To understand Home Plate, it makes sense to turn to El Tatio, a region in the Atacama that is home to more than 80 geysers. While most other earthly animals wouldn’t last long here, many microbes do just fine, and fossil evidence suggests they also thrived in the distant past. By inference, Mars’s Home Plate might have once made a nice microbial home.

But the comparison goes further: When Ruff peered closely at El Tatio’s silica formations, he saw shapes remarkably similar to those that Spirit had seen on Mars. Fraternal cauliflower twins also exist in Yellowstone National Park in Wyoming and the Taupo Volcanic Zone in New Zealand. In both of those places, the silica bears the fossilized fingerprints of microbial life.
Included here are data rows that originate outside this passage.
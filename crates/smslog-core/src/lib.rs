//! # smslog-core: Foundational Types for smslog
//!
//! Defines the data model shared by every other crate in the workspace:
//! which monthly log a message belongs to, what one log entry looks like,
//! and how a whole log is laid out on the wire.
//!
//! ## Key Design Principles
//!
//! 1. **Validated newtypes.** `PeriodKey` and `VersionToken` are constructed
//!    through checked constructors. A period key can never contain a path
//!    separator, so it can never escape the log directory.
//!
//! 2. **One codec.** All reads and writes of log content flow through
//!    [`decode_records`] and [`encode_records`]. Content that does not match
//!    the expected shape is an error, never an empty log.
//!
//! 3. **Existing history is opaque.** Records read back from storage keep
//!    their original timestamp text; only new records are formatted here.
//!
//! ## Crate Policy
//!
//! - No I/O and no dependencies on other `smslog-*` crates.
//! - No `panic!()` or `.unwrap()` outside tests.

pub mod codec;
pub mod error;
pub mod period;
pub mod record;

pub use codec::{decode_records, encode_records};
pub use error::{CodecError, CoreError};
pub use period::{KeyStyle, LogKeyResolver, MonthlyKeyResolver, PeriodKey};
pub use record::{format_timestamp, LogBlob, LogRecord, VersionToken};
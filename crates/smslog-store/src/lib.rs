//! # smslog-store: Versioned Log Storage
//!
//! Turns "append one record" into a safe update of a remotely hosted,
//! versioned JSON file:
//!
//! ```text
//! resolve period → fetch (or NotFound) → decode → append → encode → commit(precondition)
//! ```
//!
//! ## Architecture
//!
//! - [`BlobStore`] is the capability boundary: `fetch` and `commit` against
//!   a path, with an optional version precondition on commit.
//! - [`GitHubContentStore`] implements it over the GitHub Contents API.
//! - [`InMemoryBlobStore`] implements it in process, with fault injection,
//!   for tests.
//! - [`VersionedLogStore`] owns the read-modify-write protocol and is the
//!   only type callers need.
//!
//! ## Failure Policy
//!
//! Only a "does not exist" answer from the store starts a fresh log. Every
//! other read failure, malformed existing content, a stale version at commit
//! time, or a failed write aborts the append. Nothing is retried here; a
//! losing concurrent writer is retried, if at all, by the caller.

pub mod blob;
pub mod config;
pub mod error;
pub mod github;
pub mod log_store;
pub mod memory;

pub use blob::{BlobPath, BlobStore, CommitOutcome, CommitRequest, FetchOutcome, RemoteBlob};
pub use config::{ConfigError, GitHubConfig, RepoSlug};
pub use error::{LogStoreError, StoreError};
pub use github::GitHubContentStore;
pub use log_store::{AppendReceipt, LogLayout, VersionedLogStore};
pub use memory::{CommitAttempt, InMemoryBlobStore};

/// Build a [`VersionedLogStore`] backed by GitHub from configuration.
pub fn connect(config: &GitHubConfig) -> Result<VersionedLogStore<GitHubContentStore>, StoreError> {
    let backend = GitHubContentStore::new(config)?;
    Ok(VersionedLogStore::new(backend, config.resolver(), config.layout()))
}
Since microbes sculpted the silica features in Wyoming and New Zealand, it’s possible they also helped make the formations at El Tatio. And if microbes were involved with the cauliflower at El Tatio, maybe they made it grow on Mars, too.

But making a logical leap from one region on Earth to another—from New Zealand to Chile, for example—isn’t trivial or always correct. And it’s even more tenuous to then hop to a whole other planet where, so far, scientists have seen no signs of life. After all, history doesn’t favor life-friendly interpretations of data from Mars.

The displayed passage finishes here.